PyPI version Python versions CI

A small library for composing async pipelines: each Stage receives the previous stage’s output, executed in order.

Requirements

  • Python 3.14 or newer

Install with uv

In your project:

uv add async-pipeline

To work on this library:

git clone <repo-url>
cd async-pipeline
uv sync

Basic usage

from async_pipeline import Pipeline, Stage

async def add_one(value: int) -> int:
    return value + 1

async def multiply_by_two(value: int) -> int:
    return value * 2

pipeline = Pipeline([
    Stage("add_one", add_one),
    Stage("multiply_by_two", multiply_by_two),
])

result = await pipeline.run(10)
assert result == 22

Synchronous handlers are supported as well (the stage’s run method remains async):

def add_one(value: int) -> int:
    return value + 1

pipeline = Pipeline([
    Stage("add_one", add_one),
])

result = await pipeline.run(1)
assert result == 2

Errors

Failures inside a handler are surfaced as StageExecutionError, including the stage name and the original exception:

from async_pipeline import Pipeline, Stage, StageExecutionError

async def broken(value: int) -> int:
    raise RuntimeError("boom")

pipeline = Pipeline([
    Stage("broken", broken),
])

try:
    await pipeline.run(1)
except StageExecutionError as exc:
    assert exc.stage_name == "broken"
    assert isinstance(exc.original_error, RuntimeError)

A Pipeline with no stages raises ValueError at construction time.

Stage timeout

Per-stage timeouts apply only when the handler returns an awaitable (async handler). Synchronous handlers are unchanged; the timeout argument is ignored for them.

Timeouts use asyncio.timeout (not wait_for). If the awaitable runs longer than the limit, the stage raises StageExecutionError with original_error set to TimeoutError.

import asyncio

from async_pipeline import Pipeline, Stage

async def fetch_data(value: int) -> int:
    await asyncio.sleep(2)
    return value

pipeline = Pipeline([
    Stage("fetch_data", fetch_data, timeout=1.0),
])

Invalid values (timeout <= 0) raise ValueError with message timeout must be greater than 0.

Execution context

Pass a mutable dict (typically dict[str, Any]) to Pipeline.run(..., context=...) to share data across stages and hooks for that run. If context=None, the pipeline creates a new empty dict for that execution and reuses it for every stage in order.

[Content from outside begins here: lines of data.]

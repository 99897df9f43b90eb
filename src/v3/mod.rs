pub mod codegen;
pub mod extensions;
pub mod items;
pub mod operation;
pub mod parameter;
pub mod path;
pub mod responses;
pub mod schema;
pub mod security;

pub use items::Item;
pub use operation::{MediaType, Operation, RequestBody};
pub use parameter::{Parameter, ParameterLocation};
pub use path::{PathItem, Paths};
pub use responses::{Header, Response, Responses};
pub use schema::Schema;
pub use security::{SecurityRequirement, SecurityScheme};

use crate::error::{Diagnostic, Result};

use indexmap::IndexMap;
use serde::Deserialize;
use serde_json::Value;

pub const SCHEMAS_REF: &str = "#/components/schemas/";
pub const PARAMETERS_REF: &str = "#/components/parameters/";
pub const REQUEST_BODIES_REF: &str = "#/components/requestBodies/";
pub const RESPONSES_REF: &str = "#/components/responses/";
pub const HEADERS_REF: &str = "#/components/headers/";
pub const SECURITY_SCHEMES_REF: &str = "#/components/securitySchemes/";

#[derive(Debug, Clone, Default, PartialEq, Deserialize)]
pub struct Info {
    #[serde(default)]
    pub title: String,
    #[serde(default)]
    pub version: String,
    pub description: Option<String>,
}

#[derive(Debug, Clone, Default, PartialEq, Deserialize)]
pub struct Components {
    #[serde(default)]
    pub schemas: IndexMap<String, Item<Schema>>,
    #[serde(default)]
    pub parameters: IndexMap<String, Item<Parameter>>,
    #[serde(rename = "requestBodies", default)]
    pub request_bodies: IndexMap<String, Item<RequestBody>>,
    #[serde(default)]
    pub responses: IndexMap<String, Item<Response>>,
    #[serde(default)]
    pub headers: IndexMap<String, Item<Header>>,
    #[serde(rename = "securitySchemes", default)]
    pub security_schemes: IndexMap<String, Item<SecurityScheme>>,
}

#[derive(Debug, Clone, PartialEq, Deserialize)]
pub struct OpenApi {
    pub openapi: String,
    #[serde(default)]
    pub info: Info,
    #[serde(default)]
    pub paths: Paths,
    #[serde(default)]
    pub components: Components,
    pub security: Option<Vec<SecurityRequirement>>,
}

/// Follows `$ref` chains inside one component table.
fn resolve<'a, T>(
    table: &'a IndexMap<String, Item<T>>,
    prefix: &str,
    item: &'a Item<T>,
) -> Option<&'a T> {
    let mut current = item;
    // a chain longer than the table is a cycle
    for _ in 0..=table.len() {
        match current {
            Item::Object(object) => return Some(object),
            Item::Reference(ref_) => {
                let key = ref_.strip_prefix(prefix)?;
                current = table.get(key)?;
            }
        }
    }
    None
}

impl OpenApi {
    pub fn get_ref_schema(&self, ref_: &str) -> Option<&Item<Schema>> {
        self.components.schemas.get(ref_.strip_prefix(SCHEMAS_REF)?)
    }

    pub fn resolve_parameter<'a>(&'a self, item: &'a Item<Parameter>) -> Option<&'a Parameter> {
        resolve(&self.components.parameters, PARAMETERS_REF, item)
    }

    pub fn resolve_request_body<'a>(
        &'a self,
        item: &'a Item<RequestBody>,
    ) -> Option<&'a RequestBody> {
        resolve(&self.components.request_bodies, REQUEST_BODIES_REF, item)
    }

    pub fn resolve_response<'a>(&'a self, item: &'a Item<Response>) -> Option<&'a Response> {
        resolve(&self.components.responses, RESPONSES_REF, item)
    }

    pub fn resolve_header<'a>(&'a self, item: &'a Item<Header>) -> Option<&'a Header> {
        resolve(&self.components.headers, HEADERS_REF, item)
    }

    pub fn resolve_security_scheme<'a>(
        &'a self,
        item: &'a Item<SecurityScheme>,
    ) -> Option<&'a SecurityScheme> {
        resolve(&self.components.security_schemes, SECURITY_SCHEMES_REF, item)
    }
}

/// A loaded OpenAPI 3 document: the typed model plus the raw value it came from.
#[derive(Debug, Clone, PartialEq)]
pub struct Document {
    pub spec: OpenApi,
    pub raw: Value,
}

impl Document {
    pub fn from_value(mut raw: Value, source: &str) -> Result<Self> {
        // `openapi: 3.0` is a YAML float
        if let Some(Value::Number(number)) = raw.get("openapi") {
            let version = number.to_string();
            raw["openapi"] = Value::String(version);
        }

        let version = raw.get("openapi").and_then(Value::as_str);
        match version {
            Some(version) if version.starts_with("3.") => {}
            Some(version) => {
                return Err(Diagnostic::load_failed(
                    source,
                    format!("unsupported OpenAPI version `{version}`"),
                )
                .expected("3.x"))
            }
            None => {
                let mut diagnostic =
                    Diagnostic::load_failed(source, "document has no `openapi` version field")
                        .expected("3.x");
                if raw.get("swagger").is_some() {
                    diagnostic = diagnostic
                        .received("swagger 2.0")
                        .with_hint("convert the document to OpenAPI 3 first");
                }
                return Err(diagnostic);
            }
        }

        let spec: OpenApi = serde_json::from_value(raw.clone()).map_err(|e| {
            Diagnostic::load_failed(source, "document does not match the OpenAPI 3 structure")
                .with_source(e)
        })?;
        Ok(Self { spec, raw })
    }

    /// Parses YAML or JSON text.
    pub fn from_text(text: &str, source: &str) -> Result<Self> {
        let raw: Value = serde_yaml::from_str(text).map_err(|e| {
            Diagnostic::load_failed(source, "document is neither valid YAML nor JSON")
                .with_source(e)
        })?;
        Self::from_value(raw, source)
    }

    /// The raw document with object keys sorted recursively, serialised compactly.
    pub fn canonical_json(&self) -> String {
        canonicalize(&self.raw).to_string()
    }
}

fn canonicalize(value: &Value) -> Value {
    match value {
        Value::Object(map) => {
            let mut entries: Vec<_> = map.iter().collect();
            entries.sort_unstable_by_key(|(k, _)| *k);
            Value::Object(
                entries
                    .into_iter()
                    .map(|(k, v)| (k.clone(), canonicalize(v)))
                    .collect(),
            )
        }
        Value::Array(items) => Value::Array(items.iter().map(canonicalize).collect()),
        v => v.clone(),
    }
}
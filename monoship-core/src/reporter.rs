//! Trait for observing run progress.

use crate::runner::PackageResult;

/// Receives progress events from the runner.
///
/// This lets front ends drive progress bars or logs without the core
/// writing to stdout/stderr. Every method defaults to doing nothing.
pub trait RunReporter: Send + Sync {
    /// Called once before any package runs.
    ///
    /// * `total` - Packages that will be considered in this run
    /// * `skipped` - Leading packages skipped by `start_from`
    fn run_started(&self, _total: usize, _skipped: usize) {}

    /// Called before a level is dispatched in parallel mode.
    fn level_started(&self, _level: usize, _packages: &[String]) {}

    /// Called when a package's operation is about to start.
    fn package_started(&self, _name: &str, _index: usize, _total: usize) {}

    /// Called once a package's operation has settled.
    fn package_finished(&self, _result: &PackageResult) {}
}

/// Reporter that ignores every event.
#[derive(Debug, Clone, Copy, Default)]
pub struct NoopReporter;

impl RunReporter for NoopReporter {}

Handlers can stay async def handler(value) or opt into async def handler(value, context) — the library uses inspect.signature: if the callable has at least two positional parameters, the context dict is passed as the second argument.

Hooks support the same pattern:

  • before_stage(name, input) or before_stage(name, input, context) (three or more parameters → context is passed).
  • after_stage(name, input, output, error) or after_stage(..., context) (five or more parameters → context is passed).

Pipeline.map accepts context= and applies a shallow copy (dict(template)) per item, so concurrent workers never share the same dict instance.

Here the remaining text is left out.